DATASET
......

use serde::{Deserialize, Deserializer};

/// TMDb sends `null` for unknown values; treat it like a missing key.
fn null_as_default<'de, D, T>(deserializer: D) -> Result<T, D::Error>
where
    D: Deserializer<'de>,
    T: Default + Deserialize<'de>,
{
    Option::<T>::deserialize(deserializer).map(Option::unwrap_or_default)
}

/// Response from `GET /search/movie`.
#[derive(Deserialize, Debug)]
pub struct SearchResponse {
    #[serde(default, deserialize_with = "null_as_default")]
    pub results: Vec<SearchResult>,
    #[serde(default, deserialize_with = "null_as_default")]
    pub total_results: u64,
}

#[derive(Deserialize, Debug)]
pub struct SearchResult {
    pub id: i64,
    pub title: Option<String>,
    pub release_date: Option<String>,
}

/// Response from `GET /movie/{id}`.
#[derive(Deserialize, Debug)]
pub struct DetailsResponse {
    pub id: i64,
    pub imdb_id: Option<String>,
    #[serde(default, deserialize_with = "null_as_default")]
    pub title: String,
    #[serde(default, deserialize_with = "null_as_default")]
    pub original_title: String,
    #[serde(default, deserialize_with = "null_as_default")]
    pub original_language: String,
    pub overview: Option<String>,
    pub tagline: Option<String>,
    pub release_date: Option<String>,
    pub runtime: Option<u32>,
    #[serde(default, deserialize_with = "null_as_default")]
    pub budget: u64,
    #[serde(default, deserialize_with = "null_as_default")]
    pub revenue: u64,
    #[serde(default, deserialize_with = "null_as_default")]
    pub genres: Vec<Genre>,
    #[serde(default, deserialize_with = "null_as_default")]
    pub production_companies: Vec<Company>,
    #[serde(default, deserialize_with = "null_as_default")]
    pub production_countries: Vec<Country>,
    #[serde(default, deserialize_with = "null_as_default")]
    pub vote_average: f64,
    #[serde(default, deserialize_with = "null_as_default")]
    pub vote_count: u64,
    #[serde(default, deserialize_with = "null_as_default")]
    pub popularity: f64,
    pub status: Option<String>,
}

#[derive(Deserialize, Debug)]
pub struct Genre {
    pub name: String,
}

#[derive(Deserialize, Debug)]
pub struct Company {
    pub name: String,
}

#[derive(Deserialize, Debug)]
pub struct Country {
    pub iso_3166_1: String,
}

/// Response from `GET /movie/{id}/credits`. Crew is not deserialized.
#[derive(Deserialize, Debug)]
pub struct CreditsResponse {
    #[serde(default, deserialize_with = "null_as_default")]
    pub cast: Vec<CastEntry>,
}

#[derive(Deserialize, Debug)]
pub struct CastEntry {
    pub id: i64,
    #[serde(default, deserialize_with = "null_as_default")]
    pub name: String,
    pub character: Option<String>,
    #[serde(default, deserialize_with = "null_as_default")]
    pub order: u32,
    #[serde(default, deserialize_with = "null_as_default")]
    pub gender: u8,
}

/// Error body TMDb returns alongside non-2xx statuses.
#[derive(Deserialize, Debug)]
pub struct ApiError {
    pub status_code: Option<u32>,
    pub status_message: Option<String>,
}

......

YOUR TASK
Whenever the word "from" appears in a line of the listing, copy out that line.

RESULT BELOW
/// Response from `GET /search/movie`.
/// Response from `GET /movie/{id}`.
/// Response from `GET /movie/{id}/credits`. Crew is not deserialized.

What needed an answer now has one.